NEW YORK, May 22, 2026, 19:07 (EDT)
Sera Prognostics Inc. ended Friday up 15% at $2.07. The Nasdaq diagnostics stock, which usually sees thin action, saw 531,892 shares change hands—21 times what traded Thursday. SERA opened at $1.69 and touched $2.23 before settling.
Timing is a factor. Sera’s investor-news page listed the May 6 first-quarter update as its most recent, and the filings page also showed May 6 as the latest for both its 8-K and 10-Q. There was no new disclosure from the company to explain Friday’s move.
Wall Street edged up into the Memorial Day weekend, though gains were mixed. The Nasdaq Composite rose 0.2%, but the SPDR S&P Biotech ETF dropped 0.84%, showing less risk appetite in smaller biotech names. The broader market gave a lift that only did so much.

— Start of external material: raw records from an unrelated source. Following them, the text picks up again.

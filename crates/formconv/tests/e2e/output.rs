//! JSON shape of converted documents, settings and translations.

use crate::{convert, workbook, NO_CHOICES};
use formconv::{convert_workbook, JsonWriter, WriteOptions};
use pretty_assertions::assert_eq;
use serde_json::{json, Value};

fn to_value(doc: &formconv::Document) -> Value {
    let text = JsonWriter::to_string(doc, &WriteOptions::default()).unwrap();
    serde_json::from_str(&text).unwrap()
}

#[test]
fn test_document_json() {
    let doc = convert(
        &[
            &["type", "name", "label", "hint", "required", "required_message"],
            &["select_one yes_no", "ok", "OK?", "Be honest", "yes", "Answer please"],
        ],
        &[
            &["list name", "name", "label"],
            &["yes_no", "yes", "Yes"],
            &["yes_no", "no", "No"],
        ],
    )
    .unwrap();

    assert_eq!(
        to_value(&doc),
        json!({
            "choicesOrigins": [{
                "type": "fixed",
                "name": "yes_no",
                "choicesType": "string",
                "choices": [
                    { "value": "yes", "label": "Yes" },
                    { "value": "no", "label": "No" },
                ],
            }],
            "nodes": [{
                "parent": 0,
                "id": 1,
                "name": "form",
                "label": "Form",
                "nodeType": 3,
                "nodes": [{
                    "parent": 1,
                    "id": 1001,
                    "name": "ok",
                    "label": "OK?",
                    "nodeType": 0,
                    "fieldType": 4,
                    "hint": "Be honest",
                    "validation": {
                        "notEmpty": true,
                        "notEmptyMessage": "Answer please",
                    },
                    "choicesOriginRef": "yes_no",
                }],
            }],
        })
    );
}

#[test]
fn test_integer_validation_json() {
    let doc = convert(&[&["type", "name", "label"], &["integer", "n", "N"]], NO_CHOICES).unwrap();
    let value = to_value(&doc);
    assert_eq!(
        value["nodes"][0]["nodes"][0]["validation"],
        json!({
            "conditions": [{
                "condition": "!notEmpty(n) || isInt(n)",
                "clientValidation": true,
                "errorMessage": "The field value must be an integer.",
            }],
        })
    );
    assert_eq!(value["nodes"][0]["nodes"][0]["fieldType"], 2);
}

#[test]
fn test_settings_tags() {
    let wb = workbook(&[&["type", "name", "label"], &["text", "name", "Name"]], NO_CHOICES)
        .with_sheet(
            "settings",
            &[&["tag label", "tag value"], &["Name", "name"], &["", ""], &["Id", "id"]],
        )
        .unwrap();
    let value = to_value(&convert_workbook(&wb).unwrap());
    assert_eq!(
        value["stringIdentifier"],
        json!([
            { "label": "Name", "value": ["name"] },
            { "label": "Id", "value": ["id"] },
        ])
    );

    let wb = workbook(&[&["type", "name", "label"]], NO_CHOICES)
        .with_sheet("settings", &[&["tag label", "tag value"], &["Name", "first name"]])
        .unwrap();
    let err = convert_workbook(&wb).unwrap_err();
    assert_eq!(err.to_string(), "line 2: Tag value \"first name\" is not a valid identifier.");
}

#[test]
fn test_translations() {
    let doc = convert(
        &[
            &["type", "name", "label", "label::Italian (it)", "label::French (fr)"],
            &["select_one c", "q", "Color", "Colore", "Couleur"],
        ],
        &[
            &["list name", "name", "label", "label::Italian (it)"],
            &["c", "r", "Red", "Rosso"],
        ],
    )
    .unwrap();

    assert_eq!(
        to_value(&doc)["translations"],
        json!({
            "French": { "Color": "Couleur" },
            "Italian": { "Color": "Colore", "Red": "Rosso" },
        })
    );
}

#[test]
fn test_english_as_default_language() {
    let doc = convert(
        &[
            &["type", "name", "label::English (en)", "label::Spanish (es)"],
            &["text", "q", "Question", "Pregunta"],
        ],
        &[&["list name", "name", "label::English (en)"]],
    )
    .unwrap();

    assert_eq!(doc.find("q").unwrap().label, "Question");
    let value = to_value(&doc);
    assert_eq!(value["translations"], json!({ "Spanish": { "Question": "Pregunta" } }));
}

#[test]
fn test_absent_attributes_omitted() {
    let doc = convert(&[&["type", "name", "label"], &["text", "t", "T"]], NO_CHOICES).unwrap();
    let value = to_value(&doc);
    assert!(value.get("choicesOrigins").is_none());
    assert!(value.get("translations").is_none());
    assert!(value.get("stringIdentifier").is_none());

    let field = value["nodes"][0]["nodes"][0].as_object().unwrap();
    let keys: Vec<&str> = field.keys().map(String::as_str).collect();
    let mut expected = vec!["fieldType", "id", "label", "name", "nodeType", "parent"];
    expected.sort_unstable();
    let mut keys = keys;
    keys.sort_unstable();
    assert_eq!(keys, expected);
}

Sera’s story is still focused on commercialization instead of sales right now. The company posted first-quarter revenue of $14,000, falling from $38,000 last year. Net loss hit $8.4 million. Cash, cash equivalents, and available-for-sale securities totaled about $86.8 million as of March 31.
Sera CEO Zhenya Lindgardt said the company used the quarter to “build awareness with clinicians” as it moves from clinical to commercial activity. Sera said it started a third partnership and is talking to 13 payers in 15 states. Getting reimbursement from insurers or government health plans is key to making money from its tests. PR Newswire
Sera CFO Austin Aerts told investors 2026 revenue could still be “modest and uneven,” citing the pace of reimbursement, awareness, and advocacy efforts. He also said the company expects about $10 million in yearly expense cuts, with most of that impact hitting from 2027. Investing
Sera’s PreTRM test checks protein levels in a mother’s blood at 18 to 20 weeks to predict the odds of early birth in single pregnancies. It’s a risk-screening tool, not meant for treatment. The key issue is if doctors will use it enough and if insurers will pay for it.
Other stocks in the group traded mixed. Natera ended off 0.25%, Myriad Genetics lost 2.3%, and Quest Diagnostics added 0.72%. The move in Sera looked isolated, not tied to a sector-wide move.
But the risk is still clear. Sera’s latest 10-Q says the company hasn’t posted much commercial revenue, is likely to keep losing money, and needs PreTRM adoption to succeed. Sera also flagged that its stock could swing a lot, pointing to thin trading, plus reimbursement and adoption risks.
U.S. equity markets are closed Monday, May 25, for Memorial Day, according to the Nasdaq calendar. Trading picks up again Tuesday. For Sera, what matters now isn’t another jump in price, but seeing if payer discussions actually lead to covered tests and orders.